▶ **Aim of the exercise**: Below are records; give the number of their lines that contain "anyhow", and only that number.

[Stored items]
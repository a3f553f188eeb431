/*!
The [`Cli`] facade: build a command tree from declarations once, then run
any number of command lines against it.
 */

use std::{
    ffi::{OsStr, OsString},
    io, ptr,
};

use tracing::debug;

use crate::{
    arguments::LoadedArguments,
    dispatch::dispatch,
    entry::{EntryPoint, EntryPointDecl, Invocation},
    errors::{ArgumentError, ArgumentErrors, DeclarationError},
    help,
    options::{ArityTable, OptionRegistry, OptionSetDecl},
    resolve::{Resolution, resolve},
    tree::{CommandPath, CommandTree},
    util,
};

/// Help formatting knobs.
#[derive(Debug, Clone, Copy, PartialEq, Eq)]
pub struct Settings {
    /// Argument and option labels are padded to at most this many columns;
    /// wider labels get a line of their own
    pub max_label_width: usize,

    /// Descriptions wrap at this column
    pub wrap_width: usize,
}

impl Default for Settings {
    fn default() -> Self {
        Self {
            max_label_width: 35,
            wrap_width: 80,
        }
    }
}

/**
Anything that can supply declarations: a static table, generated code, a
plugin. The [`Cli`] doesn't care how they were discovered.
 */
pub trait DeclarationSource {
    fn option_sets(&self) -> Vec<OptionSetDecl> {
        Vec::new()
    }

    fn entry_points(&self) -> Vec<EntryPointDecl>;
}

/// What happened to a command line.
#[derive(Debug)]
#[must_use]
pub enum Outcome {
    /// An entry point's handler ran and succeeded
    Invoked,

    /// Help or usage was printed instead of running anything
    Help,

    /// The command line had problems, which were printed
    Rejected(ArgumentErrors),
}

/// Collects declarations for a [`Cli`]. Nothing is validated until
/// [`build`][CliBuilder::build], so declarations can be given in any order.
#[derive(Debug)]
#[must_use]
pub struct CliBuilder {
    program: String,
    doc: String,
    settings: Settings,
    option_sets: Vec<OptionSetDecl>,
    entry_points: Vec<EntryPointDecl>,
}

impl CliBuilder {
    /// Program-level documentation, printed at the top of the root help
    pub fn doc(mut self, doc: impl Into<String>) -> Self {
        self.doc = doc.into();
        self
    }

    pub fn settings(mut self, settings: Settings) -> Self {
        self.settings = settings;
        self
    }

    pub fn option_set(mut self, decl: OptionSetDecl) -> Self {
        self.option_sets.push(decl);
        self
    }

    pub fn entry_point(mut self, decl: EntryPointDecl) -> Self {
        self.entry_points.push(decl);
        self
    }

    /// Add everything a declaration source supplies
    pub fn source(mut self, source: &impl DeclarationSource) -> Self {
        self.option_sets.extend(source.option_sets());
        self.entry_points.extend(source.entry_points());
        self
    }

    pub fn build(self) -> Result<Cli, DeclarationError> {
        let mut registry = OptionRegistry::new();
        self.option_sets
            .into_iter()
            .try_for_each(|decl| registry.declare(decl))?;
        registry.build_all()?;

        let mut arity = ArityTable::new();
        let mut tree = CommandTree::new();

        for decl in self.entry_points {
            let path = CommandPath::parse(&decl.path)?;
            let options = decl
                .options
                .as_deref()
                .map(|name| registry.build(name))
                .transpose()?;

            if let Some(set) = &options {
                arity.register(set)?;
            }

            tree.declare(EntryPoint::build(decl, path, options)?)?;
        }

        if tree.is_empty() {
            return Err(DeclarationError::NoEntryPoints);
        }

        debug!(
            program = %self.program,
            entry_points = tree.len(),
            "built command line interface"
        );

        Ok(Cli {
            program: self.program,
            doc: self.doc,
            settings: self.settings,
            tree,
            arity,
        })
    }
}

/// A built command line interface. Immutable; every run gets its own
/// scratch state, so one `Cli` can serve concurrent runs.
#[derive(Debug)]
pub struct Cli {
    program: String,
    doc: String,
    settings: Settings,
    tree: CommandTree,
    arity: ArityTable,
}

impl Cli {
    pub fn builder(program: impl Into<String>) -> CliBuilder {
        CliBuilder {
            program: program.into(),
            doc: String::new(),
            settings: Settings::default(),
            option_sets: Vec::new(),
            entry_points: Vec::new(),
        }
    }

    #[inline]
    #[must_use]
    pub fn program(&self) -> &str {
        &self.program
    }

    #[inline]
    #[must_use]
    pub fn tree(&self) -> &CommandTree {
        &self.tree
    }

    #[inline]
    #[must_use]
    pub fn settings(&self) -> &Settings {
        &self.settings
    }

    /// Split a command line into path, flags, and positionals. See
    /// [`resolve`][crate::resolve::resolve].
    pub fn resolve<S: AsRef<OsStr>>(&self, args: &[S]) -> Resolution<'_> {
        resolve(&self.tree, &self.arity, args)
    }

    /// The usage that accompanies errors for this resolution: the usage of
    /// the entry point, or of the branch where resolution stopped (or first
    /// went wrong).
    #[must_use]
    pub fn usage(&self, resolution: &Resolution<'_>) -> String {
        match (resolution.node().entry_point(), resolution.unknown_at()) {
            (Some(entry), None) => help::entry_usage(&self.program, entry).to_string(),
            (_, unknown_at) => {
                let consumed = resolution.consumed();
                let consumed = &consumed[..unknown_at.unwrap_or(consumed.len())];
                let node = self.tree.walk(consumed).unwrap_or(self.tree.root());

                help::branch_usage(&self.program, consumed, node).to_string()
            }
        }
    }

    fn dispatch_entry<'t>(
        &'t self,
        resolution: &Resolution<'t>,
    ) -> Result<(&'t EntryPoint, Invocation), ArgumentErrors> {
        if !resolution.errors().is_empty() {
            return Err(ArgumentErrors::new(
                resolution.errors().to_vec(),
                self.usage(resolution),
            ));
        }

        let node = resolution.node();

        let Some(entry) = node.entry_point() else {
            let expected = node.child_names().collect::<Vec<_>>().join("|");
            return Err(ArgumentErrors::new(
                vec![ArgumentError::IncompletePath { expected }],
                self.usage(resolution),
            ));
        };

        dispatch(entry, resolution.positionals(), resolution.options())
            .map(|invocation| (entry, invocation))
            .map_err(|errors| ArgumentErrors::new(errors, self.usage(resolution)))
    }

    /// Validate a resolution into an invocation, collecting every problem
    pub fn dispatch(&self, resolution: &Resolution<'_>) -> Result<Invocation, ArgumentErrors> {
        self.dispatch_entry(resolution)
            .map(|(_, invocation)| invocation)
    }

    /// The text help mode prints for this resolution: the root help, an
    /// entry point's full help, or a branch's usage
    pub fn help(&self, resolution: &Resolution<'_>) -> io::Result<String> {
        let mut out = Vec::new();
        self.write_help(&mut out, resolution)?;

        String::from_utf8(out).map_err(|err| io::Error::new(io::ErrorKind::InvalidData, err))
    }

    fn write_help(&self, out: &mut impl io::Write, resolution: &Resolution<'_>) -> io::Result<()> {
        let node = resolution.node();

        if ptr::eq(node, self.tree.root()) {
            return help::print_root_help(out, &self.program, &self.doc, &self.tree, &self.settings);
        }

        match node.entry_point() {
            Some(entry) => help::print_entry_help(out, &self.program, entry, &self.settings),
            None => writeln!(
                out,
                "{}",
                help::branch_usage(&self.program, resolution.consumed(), node)
            ),
        }
    }

    /**
    Run a command line (without the program name), writing help to `out`
    and argument errors to `err`. A handler's error is returned as is;
    everything the user got wrong is reported as [`Outcome::Rejected`].
     */
    pub fn run_with<I>(
        &self,
        args: I,
        out: &mut impl io::Write,
        err: &mut impl io::Write,
    ) -> anyhow::Result<Outcome>
    where
        I: IntoIterator,
        I::Item: AsRef<OsStr>,
    {
        let args: Vec<OsString> = args
            .into_iter()
            .map(|arg| arg.as_ref().to_owned())
            .collect();

        let resolution = self.resolve(&args);

        if resolution.errors().is_empty() {
            let at_root = ptr::eq(resolution.node(), self.tree.root());
            let root_entry = resolution.node().entry_point().is_some();

            if resolution.help_requested() || (at_root && !root_entry) {
                self.write_help(out, &resolution)?;
                debug!(path = ?resolution.consumed(), "printed help");
                return Ok(Outcome::Help);
            }
        }

        match self.dispatch_entry(&resolution) {
            Err(errors) => {
                errors.write_to(err)?;
                debug!(errors = errors.errors().len(), "rejected command line");
                Ok(Outcome::Rejected(errors))
            }
            Ok((entry, invocation)) => {
                debug!(path = %entry.path(), "invoking entry point");
                entry.invoke(&invocation)?;
                Ok(Outcome::Invoked)
            }
        }
    }

    /// Run a command line (without the program name) against the process's
    /// standard output and error
    pub fn run<I>(&self, args: I) -> anyhow::Result<Outcome>
    where
        I: IntoIterator,
        I::Item: AsRef<OsStr>,
    {
        self.run_with(args, &mut io::stdout().lock(), &mut io::stderr().lock())
    }

    /// Split `line` like a shell would, then [`run`][Cli::run] it
    pub fn run_line(&self, line: &str) -> anyhow::Result<Outcome> {
        self.run(util::split_line(line))
    }

    /// Run the process's own command line
    pub fn run_env(&self) -> anyhow::Result<Outcome> {
        self.run(LoadedArguments::from_env().arguments())
    }
}

#[cfg(test)]
mod tests {
    use super::*;
    use crate::{
        entry::ArgumentSpec,
        options::OptionSpec,
        value::{IntKind, ValueType},
    };

    struct Static;

    impl DeclarationSource for Static {
        fn option_sets(&self) -> Vec<OptionSetDecl> {
            vec![OptionSetDecl::new("common").option(OptionSpec::flag("--verbose").short('v'))]
        }

        fn entry_points(&self) -> Vec<EntryPointDecl> {
            vec![
                EntryPointDecl::new("build", |_| Ok(()))
                    .argument(ArgumentSpec::new("name", ValueType::String))
                    .argument(ArgumentSpec::new("count", ValueType::Int(IntKind::I32)).default("1"))
                    .options("common"),
                EntryPointDecl::new("remote add", |_| Ok(())),
            ]
        }
    }

    fn cli() -> Cli {
        Cli::builder("prog").source(&Static).build().unwrap()
    }

    #[test]
    fn no_entry_points() {
        assert_eq!(
            Cli::builder("prog").build().unwrap_err(),
            DeclarationError::NoEntryPoints
        );
    }

    #[test]
    fn unknown_option_set_reference() {
        let err = Cli::builder("prog")
            .entry_point(EntryPointDecl::new("x", |_| Ok(())).options("missing"))
            .build()
            .unwrap_err();

        assert_eq!(err, DeclarationError::UnknownOptionSet("missing".to_owned()));
    }

    #[test]
    fn conflicting_arity_across_entry_points() {
        let err = Cli::builder("prog")
            .option_set(OptionSetDecl::new("a").option(OptionSpec::flag("--out")))
            .option_set(
                OptionSetDecl::new("b").option(OptionSpec::value("--out", ValueType::Path)),
            )
            .entry_point(EntryPointDecl::new("x", |_| Ok(())).options("a"))
            .entry_point(EntryPointDecl::new("y", |_| Ok(())).options("b"))
            .build()
            .unwrap_err();

        assert!(matches!(err, DeclarationError::ArityConflict { .. }));
    }

    #[test]
    fn dispatch_reports_incomplete_paths() {
        let cli = cli();
        let errors = cli.dispatch(&cli.resolve(&["remote"])).unwrap_err();

        assert_eq!(
            errors.errors(),
            [ArgumentError::IncompletePath {
                expected: "add".to_owned()
            }]
        );
        assert_eq!(
            errors.usage(),
            "Usage: prog remote add ...\nUse 'prog --help <cmd>' for help"
        );
    }

    #[test]
    fn unknown_path_usage_is_from_where_it_went_wrong() {
        let cli = cli();
        let resolution = cli.resolve(&["remote", "push", "add"]);

        assert_eq!(
            cli.usage(&resolution),
            "Usage: prog remote add ...\nUse 'prog --help <cmd>' for help"
        );
    }

    #[test]
    fn dispatch_produces_invocations() {
        let cli = cli();
        let invocation = cli.dispatch(&cli.resolve(&["build", "-v", "proj"])).unwrap();

        assert_eq!(invocation.get::<String>("name"), Ok("proj".to_owned()));
        assert_eq!(invocation.get::<i32>("count"), Ok(1));
        assert!(invocation.flag("--verbose"));
    }

    #[test]
    fn help_for_a_branch() {
        let cli = cli();
        assert_eq!(
            cli.help(&cli.resolve(&["help", "remote"])).unwrap(),
            "Usage: prog remote add ...\nUse 'prog --help <cmd>' for help\n"
        );
    }

    #[test]
    fn help_for_an_entry_point() {
        let cli = cli();
        assert_eq!(
            cli.help(&cli.resolve(&["--help", "build"])).unwrap(),
            "Usage: prog (--verbose) build <name> [count]\n\
            \n\
            Arguments:\n\
            \x20 name (string)\n\
            \x20 count (i32)   - [default: 1]\n\
            \n\
            Options:\n\
            \x20 --verbose (-v)\n"
        );
    }
}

▶ **Written solution**: 4